START Provided records

//! Tracing/logging bootstrap for `agentwire` binaries and embedders.

use tracing_subscriber::{EnvFilter, layer::SubscriberExt, util::SubscriberInitExt};

use crate::error::{Error, Result};

/// Install the global tracing subscriber.
///
/// * `default_filter` -- filter used when `RUST_LOG` is unset or invalid
///   (e.g. `"agentwire_runtime=info"`).
/// * `log_json` -- emit one JSON object per event instead of the
///   human-readable format.
///
/// Fails if a global subscriber is already installed, which lets library
/// embedders keep their own subscriber.
pub fn init_tracing(default_filter: &str, log_json: bool) -> Result<()> {
    let env_filter =
        EnvFilter::try_from_default_env().unwrap_or_else(|_| EnvFilter::new(default_filter));

    // Logs go to stderr so stdout stays free for command output.
    let registry = tracing_subscriber::registry().with(env_filter);
    let installed = if log_json {
        registry
            .with(
                tracing_subscriber::fmt::layer()
                    .json()
                    .with_writer(std::io::stderr),
            )
            .try_init()
    } else {
        registry
            .with(tracing_subscriber::fmt::layer().with_writer(std::io::stderr))
            .try_init()
    };
    installed.map_err(|e| Error::Config(format!("tracing subscriber already set: {e}")))
}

END Provided records

Task brief: State the number of lines above that include the word "installed", and write nothing besides that number.

Task solution: 3